Gene Shown to Regulate Cell Recovery from Stress

Human breast tumors stained with antibodies illustrate the possibility of sirtuin-based biomarkers in cancer. The Gius lab is working to identify potential therapeutic targets for breast, pancreas, liver and lung cancer.

A group of investigators including Northwestern Medicine scientist David R Gius, MD, PhD, professor in Radiation Oncology, has discovered how an anti-aging gene directs the cellular response to DNA damage. 

Published in the Proceedings of the National Academy of Sciences, the findings explain the role that sirtuin 2 (SIRT2) plays in regulating a cell’s ability to recover from stress. 

“The study suggests that sirtuin, which genetically and biochemically plays a role in directing the aging processes in mammals, also regulates the accumulation of DNA damage,” said Dr. Gius, a member of the Robert H. Lurie Comprehensive Cancer Center of Northwestern University. “Without it, the damage continues to mount.” 

At Northwestern University Feinberg School of Medicine, the Gius lab is focused on the connection between aging, cellular metabolism and cancer. 

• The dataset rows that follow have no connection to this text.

// ArgMark - gui.rs
//
// Top-level eframe::App implementation.
// Wires together all UI panels and performs the file-dialog actions
// (open sample, export, save) flagged by the panels.

use crate::app::state::{AppState, Tab};
use crate::ui;

/// The ArgMark application.
pub struct ArgMarkApp {
    pub state: AppState,
    applied_dark_mode: Option<bool>,
    applied_font_size: Option<f32>,
}

impl ArgMarkApp {
    /// Create a new application instance with the given state.
    pub fn new(state: AppState) -> Self {
        Self {
            state,
            applied_dark_mode: None,
            applied_font_size: None,
        }
    }

    /// Load a sample file picked by the user and make it active.
    ///
    /// A sample whose id matches an already-loaded one replaces it in
    /// place, so re-opening an edited file refreshes the loaded copy.
    fn open_sample(&mut self, path: std::path::PathBuf) {
        match crate::app::sample_mgr::load_sample_file(&path) {
            Ok(sample) => {
                let title = sample.title.clone();
                let idx = match self.state.samples.iter().position(|s| s.id == sample.id) {
                    Some(existing) => {
                        self.state.samples[existing] = sample;
                        existing
                    }
                    None => {
                        self.state.samples.push(sample);
                        self.state.samples.len() - 1
                    }
                };
                self.state.set_active_sample(idx);
                self.state.status_message = format!("Loaded sample: {title}");
            }
            Err(e) => {
                tracing::warn!(path = %path.display(), error = %e, "Could not open sample");
                self.state.status_message = format!("Cannot open sample: {e}");
            }
        }
    }

    /// Re-scan the sample directories, keeping the active sample by id.
    fn reload_samples(&mut self) {
        let active_id = self.state.active_sample().map(|s| s.id.clone());
        let (samples, errors) = crate::app::sample_mgr::load_all_samples(
            self.state.user_samples_dir.as_deref(),
        );
        for err in &errors {
            tracing::warn!(error = %err, "Sample loading warning");
        }
        let count = samples.len();
        self.state.samples = samples;
        self.state.active_sample = active_id
            .and_then(|id| self.state.samples.iter().position(|s| s.id == id))
            .unwrap_or(0);
        self.state.status_message = format!(
            "Reloaded {count} sample(s){}.",
            if errors.is_empty() {
                String::new()
            } else {
                format!(" with {} warning(s)", errors.len())
            }
        );
    }

    /// Run the save dialog and write the evaluation JSON.
    fn export_evaluation(&mut self) {
        if self.state.active_sample().is_none() {
            self.state.status_message = "Nothing to export: no sample loaded.".to_string();
            return;
        }
        let Some(dest) = rfd::FileDialog::new()
            .add_filter("JSON", &["json"])
            .set_file_name(crate::util::constants::EXPORT_FILE_NAME)
            .save_file()
        else {
            return;
        };

        let outcome = match std::fs::File::create(&dest) {
            Ok(f) => {
                if let Some(sample) = self.state.active_sample() {
                    let record = crate::core::export::EvaluationRecord::new(
                        sample,
                        self.state.session.annotations(),
                        self.state.session.ratings(),
                    );
                    match crate::core::export::export_json(&record, f, &dest) {
                        Ok(n) => {
                            format!("Exported evaluation ({n} annotation(s)) to JSON.")
                        }
                        Err(e) => format!("JSON export failed: {e}"),
                    }
                } else {
                    "Nothing to export: no sample loaded.".to_string()
                }
            }
            Err(e) => format!("Cannot create file: {e}"),
        };
        self.state.status_message = outcome;
    }
}

impl eframe::App for ArgMarkApp {
    fn update(&mut self, ctx: &egui::Context, _frame: &mut eframe::Frame) {
        // Apply theme changes once per change rather than every frame.
        if self.applied_dark_mode != Some(self.state.dark_mode)
            || self.applied_font_size != Some(self.state.ui_font_size)
        {
            ui::theme::apply(ctx, self.state.dark_mode, self.state.ui_font_size);
            self.applied_dark_mode = Some(self.state.dark_mode);
            self.applied_font_size = Some(self.state.ui_font_size);
        }

        // ---- Handle flags set by panels ----
        if self.state.request_reload_samples {
            self.state.request_reload_samples = false;
            self.reload_samples();
        }
        if self.state.pending_export {
            self.state.pending_export = false;
            self.export_evaluation();
        }
        if self.state.pending_save {
            self.state.pending_save = false;
            self.state.save_session();
        }

        // Top menu bar
        egui::TopBottomPanel::top("menu_bar").show(ctx, |ui| {
            egui::menu::bar(ui, |ui| {
                ui.menu_button("File", |ui| {
                    if ui.button("Open Sample\u{2026}").clicked() {
                        if let Some(path) = rfd::FileDialog::new()
                            .add_filter("Argument samples", &["toml"])
                            .pick_file()
                        {
                            self.open_sample(path);
                        }
                        ui.close_menu();
                    }
                    ui.separator();
                    let has_sample = self.state.active_sample().is_some();
                    ui.add_enabled_ui(has_sample, |ui| {
                        if ui.button("Export Evaluation\u{2026}").clicked() {
                            self.state.pending_export = true;
                            ui.close_menu();
                        }
                    });
                    if ui.button("Save Progress").clicked() {
                        self.state.pending_save = true;
                        ui.close_menu();
                    }
                    ui.separator();
                    if ui.button("Exit").clicked() {
                        ctx.send_viewport_cmd(egui::ViewportCommand::Close);
                    }
                });
                ui.menu_button("View", |ui| {
                    if ui.button("Options\u{2026}").clicked() {
                        self.state.show_options = true;
                        ui.close_menu();
                    }
                });
                ui.menu_button("Help", |ui| {
                    if ui.button("About ArgMark").clicked() {
                        self.state.show_about = true;
                        ui.close_menu();
                    }
                });

                // Tab strip, right of the menus.
                ui.separator();
                for tab in Tab::all() {
                    if ui
                        .selectable_label(self.state.active_tab == *tab, tab.label())
                        .clicked()
                    {
                        self.state.active_tab = *tab;
                    }
                }
            });
        });

        // Status bar
        egui::TopBottomPanel::bottom("status_bar").show(ctx, |ui| {
            ui.horizontal(|ui| {
                ui.label(&self.state.status_message);
                ui.with_layout(egui::Layout::right_to_left(egui::Align::Center), |ui| {
                    let annotations = self.state.session.annotation_count();
                    let rated = self.state.session.ratings().rated_count();
                    ui.label(format!("{annotations} annotation(s) \u{00b7} {rated}/4 rated"));
                });
            });
        });

        // Right sidebar: annotation list and ratings, on the annotation
        // tab only. The other tabs use the full width.
        if self.state.active_tab == Tab::Annotate {
            egui::SidePanel::right("sidebar")
                .default_width(ui::theme::SIDEBAR_WIDTH)
                .resizable(true)
                .show(ctx, |ui| {
                    let available = ui.available_height();
                    // Annotation list: top ~60 % of the sidebar.
                    egui::ScrollArea::vertical()
                        .id_salt("sidebar_annotations")
                        .max_height(available * 0.6)
                        .show(ui, |ui| {
                            ui::panels::annotations::render(ui, &mut self.state);
                        });

                    ui.separator();

                    // Ratings: remaining space.
                    egui::ScrollArea::vertical()
                        .id_salt("sidebar_ratings")
                        .auto_shrink([false; 2])
                        .show(ui, |ui| {
                            ui::panels::ratings::render(ui, &mut self.state);
                        });
                });
        }

        // Central panel switches with the active tab.
        egui::CentralPanel::default().show(ctx, |ui| match self.state.active_tab {
            Tab::Annotate => ui::panels::annotate::render(ui, &mut self.state),
            Tab::Compare => ui::panels::compare::render(ui, &mut self.state),
            Tab::Structure => ui::panels::structure::render(ui, &self.state),
        });

        // Dialogs (modal-ish)
        ui::panels::about::render(ctx, &mut self.state);
        ui::panels::options::render(ctx, &mut self.state);
    }

    /// Called by eframe when the application window is about to close.
    ///
    /// Saves the current session so the next launch can restore it.
    fn on_exit(&mut self, _gl: Option<&eframe::glow::Context>) {
        self.state.save_session();
    }
}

“As we get older, the DNA damage incurred in our cells increases. When that damage is greater than the cells’ ability to repair it, we show the effects of aging and eventually die,” Dr. Gius said. “We’re interested in exploring the processes that govern longevity in an effort to understand the genetics of aging and how it induces cancer.”

David R Gius, MD, PhD, professor in Radiation Oncology, is using grants from the NIH and the Department of Defense to identify and validate chemopreventative agents for breast cancer.

Two years ago, Dr. Gius published a paper illustrating that mice lacking the mitochondrial sirtuin, SIRT3, developed tumors, thereby defining it as a tumor suppressor. The lab has also shown that female animal models lacking SIRT2 develop breast cancer, while males develop gastrointestinal tumors, though the reasons remain unclear. 

“By working to deduce the mechanisms at play, we can identify molecular biomarkers and potentially develop new therapeutic targets and interventions,” Dr. Gius said. “Solid tumors are an illness of the elderly, so it’s no surprise that we’ve shown anti-aging genes to be anti-cancer genes.” 

Dr. Gius will continue to study the genes, also known as fidelity genes because of their role in maintaining the structure of the genome, in an effort to validate the connections between aging and tumor growth. 

“Ultimately, sirtuins direct how long members of any species live,” Dr. Gius said. “The goal is to genetically and biochemically connect the well-established observation that cancer increases significantly as a function of increasing age.” 

The work was supported by National Institutes of Health grants CA152601-01, CA152799-01A1, AG032375, Department of Defense grant BC093803 and a grant from the Paul F. Glenn Foundation.